What types of proposals are accepted by ACPA?
ACPA Publications Board has been producing books and monographs since the early 1960s for use by individual student affairs professionals, graduate courses, and student affairs divisions or departments. The publication themes range from history to theory to practice applications. The reviewers look for proposals indicating high quality treatment of a subject for a particular audience in a length appropriate to the topic and approach. The Editorial Board strives to publish “cutting edge” information that is not available elsewhere. ACPA is committed to issues related to student learning, human development, diversity and equity, human dignity, community, and professional renewal. If you have fresh approach to an old problem or a new approach that works, consider submitting your idea to the appropriate editor on the ACPA Publications Board!
What happens to my proposal after it is submitted?

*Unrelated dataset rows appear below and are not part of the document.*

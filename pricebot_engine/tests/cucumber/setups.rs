use cucumber::{gherkin::Step, given};
use log::*;
use pricebot_engine::catalog::{CatalogEntry, Category};

use crate::cucumber::ResolverWorld;

#[given("a catalog of items")]
async fn catalog_of_items(world: &mut ResolverWorld, step: &Step) {
    let table = step.table.as_ref().expect("The catalog needs a table of items");
    let items = table
        .rows
        .iter()
        .skip(1)
        .map(|row| {
            let id = row[0].parse::<i64>().expect("Item ids must be numbers");
            CatalogEntry::item(id, row[1].clone())
        })
        .collect::<Vec<_>>();
    let version = world.store.publish([(Category::Item, items)]);
    debug!("🚀️ Catalog version {version} loaded");
}

#[given(expr = "the shortcut {string} for {string}")]
async fn shortcut(world: &mut ResolverWorld, key: String, expansion: String) {
    world.shortcuts.insert(key, expansion);
}

#[given("the standard shortcuts")]
async fn standard_shortcuts(world: &mut ResolverWorld) {
    world.shortcuts = pricebot_engine::ShortcutTable::standard();
}

#[given(expr = "only items {word} are published")]
async fn only_published(world: &mut ResolverWorld, ids: String) {
    let ids = ids.split(',').map(|id| id.trim().parse::<i64>().expect("Item ids must be numbers")).collect();
    world.published = Some(ids);
}

#[given("fuzzy matching is disabled")]
async fn fuzzy_disabled(world: &mut ResolverWorld) {
    world.fuzzy_disabled = true;
}
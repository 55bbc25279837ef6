//! Ready-made [`PublicationFilter`] implementations.
use std::{collections::HashMap, sync::RwLock};

use async_trait::async_trait;
use log::*;

use crate::{
    catalog::{CatalogEntry, Category},
    traits::{PublicationError, PublicationFilter},
};

/// Every entry is published. Regions and systems have no publication status, so this is the filter used for them.
#[derive(Debug, Clone, Copy, Default)]
pub struct AllPublished;

#[async_trait]
impl PublicationFilter for AllPublished {
    async fn is_published(&self, _entry: &CatalogEntry) -> Result<bool, PublicationError> {
        Ok(true)
    }
}

/// Remembers the answers of an inner filter. Failed lookups are not remembered, so they are retried on the next call.
#[derive(Debug, Default)]
pub struct CachedPublicationFilter<F> {
    inner: F,
    answers: RwLock<HashMap<(Category, i64), bool>>,
}

impl<F> CachedPublicationFilter<F> {
    pub fn new(inner: F) -> Self {
        Self { inner, answers: RwLock::new(HashMap::new()) }
    }

    pub fn cached(&self, entry: &CatalogEntry) -> Option<bool> {
        let answers = self.answers.read().unwrap_or_else(|poisoned| poisoned.into_inner());
        answers.get(&(entry.category, entry.id)).copied()
    }

    /// Forget every remembered answer, e.g. after the catalog has been refreshed.
    pub fn clear(&self) {
        let mut answers = self.answers.write().unwrap_or_else(|poisoned| poisoned.into_inner());
        answers.clear();
    }

    pub fn len(&self) -> usize {
        self.answers.read().unwrap_or_else(|poisoned| poisoned.into_inner()).len()
    }

    pub fn is_empty(&self) -> bool {
        self.len() == 0
    }
}

#[async_trait]
impl<F: PublicationFilter> PublicationFilter for CachedPublicationFilter<F> {
    async fn is_published(&self, entry: &CatalogEntry) -> Result<bool, PublicationError> {
        if let Some(published) = self.cached(entry) {
            trace!("🔎️ Publication status of {entry} served from cache");
            return Ok(published);
        }
        let published = self.inner.is_published(entry).await?;
        let mut answers = self.answers.write().unwrap_or_else(|poisoned| poisoned.into_inner());
        answers.insert((entry.category, entry.id), published);
        Ok(published)
    }
}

After your proposal is received, the publications editor will send it out for masked review to a set of reviewers identified as appropriate for the topic and structure of the proposal. Proposals are evaluated for author proficiency with the topic, rationale, and approach; soundness and organization of the contents; timeliness; readability; attention to equity and inclusion; and interest to ACPA members. The editor will synthesize the reviews and provide feedback to the authors, including a decision to accept, request revisions, or reject the proposal.
How long does the proposal review process take?

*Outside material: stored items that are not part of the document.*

//! Stateless pub-sub for tracking events
//!
//! Hosts use these hooks to observe the tracking scheduler (to log notifications, keep statistics and so on) without
//! being involved in delivery. Handlers only see the event itself, never the scheduler's state, and they may be async.
//! Each event is handled on its own task; a slow handler does not hold up the scheduler.
use std::{future::Future, pin::Pin, sync::Arc};

use log::*;
use tokio::{sync::mpsc, task::JoinSet};

pub type Handler<E> = Arc<dyn Fn(E) -> Pin<Box<dyn Future<Output = ()> + Send>> + Send + Sync>;

pub struct EventHandler<E: Send + Sync + 'static> {
    listener: mpsc::Receiver<E>,
    sender: mpsc::Sender<E>,
    handler: Handler<E>,
}

impl<E: Send + Sync + 'static> EventHandler<E> {
    pub fn new(buffer_size: usize, handler: Handler<E>) -> Self {
        let (sender, receiver) = mpsc::channel(buffer_size);
        Self { listener: receiver, sender, handler }
    }

    pub fn subscribe(&self) -> EventProducer<E> {
        EventProducer::new(self.sender.clone())
    }

    /// Handle events until every producer has been dropped, then wait for the outstanding handlers to finish.
    pub async fn start_handler(self) {
        debug!("📬️ Starting event handler");
        let Self { mut listener, sender, handler } = self;
        // Only producers may keep the channel open
        drop(sender);
        let mut jobs = JoinSet::new();
        loop {
            tokio::select! {
                ev = listener.recv() => match ev {
                    Some(ev) => {
                        trace!("📬️ Handling event");
                        jobs.spawn((handler)(ev));
                    },
                    None => break,
                },
                Some(done) = jobs.join_next(), if !jobs.is_empty() => log_job_result(done),
            }
        }
        debug!("📬️ All producers are gone. Waiting for {} jobs to complete", jobs.len());
        while let Some(done) = jobs.join_next().await {
            log_job_result(done);
        }
        debug!("📬️ Event handler has shut down");
    }
}

fn log_job_result(result: Result<(), tokio::task::JoinError>) {
    match result {
        Ok(()) => trace!("📬️ Event handled"),
        Err(e) => warn!("📬️ An event handler failed: {e}"),
    }
}

#[derive(Clone)]
pub struct EventProducer<E: Send + Sync> {
    sender: mpsc::Sender<E>,
}

impl<E: Send + Sync> EventProducer<E> {
    pub fn new(sender: mpsc::Sender<E>) -> Self {
        Self { sender }
    }

    pub async fn publish_event(&self, event: E) {
        if let Err(e) = self.sender.send(event).await {
            error!("📬️ Failed to send event: {e}");
        }
    }
}

#[cfg(test)]
mod test {
    use std::sync::atomic::{AtomicU64, Ordering};

    use super::*;

    #[tokio::test]
    async fn every_event_is_handled_before_shutdown() {
        let _ = env_logger::try_init();
        let total = Arc::new(AtomicU64::new(0));
        let t2 = total.clone();
        let handler = Arc::new(move |v: u64| {
            let total = total.clone();
            Box::pin(async move {
                tokio::time::sleep(tokio::time::Duration::from_millis(20 * (v % 3))).await;
                total.fetch_add(v, Ordering::SeqCst);
            }) as Pin<Box<dyn Future<Output = ()> + Send>>
        });
        let event_handler = EventHandler::new(1, handler);
        let evens = event_handler.subscribe();
        let odds = event_handler.subscribe();
        tokio::spawn(async move {
            for i in 0..5 {
                evens.publish_event(i * 2).await;
            }
        });
        tokio::spawn(async move {
            for i in 0..5 {
                odds.publish_event(i * 2 + 1).await;
            }
        });
        event_handler.start_handler().await;
        assert_eq!(t2.load(Ordering::SeqCst), 45);
    }
}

It takes approximately eight weeks from the time the Editor receives your proposal to have it reviewed. The time may vary depending on the number of proposals currently in the review process and variations among institutional calendars.
How much does it cost to submit to ACPA?
Nothing. ACPA does not charge individuals to submit or to publish. Manuscripts are accepted on the basis of quality, the prospect of adding to the knowledge of the profession, and a potential readership sufficient to cover production costs.
What kind of marketing does ACPA do for its products?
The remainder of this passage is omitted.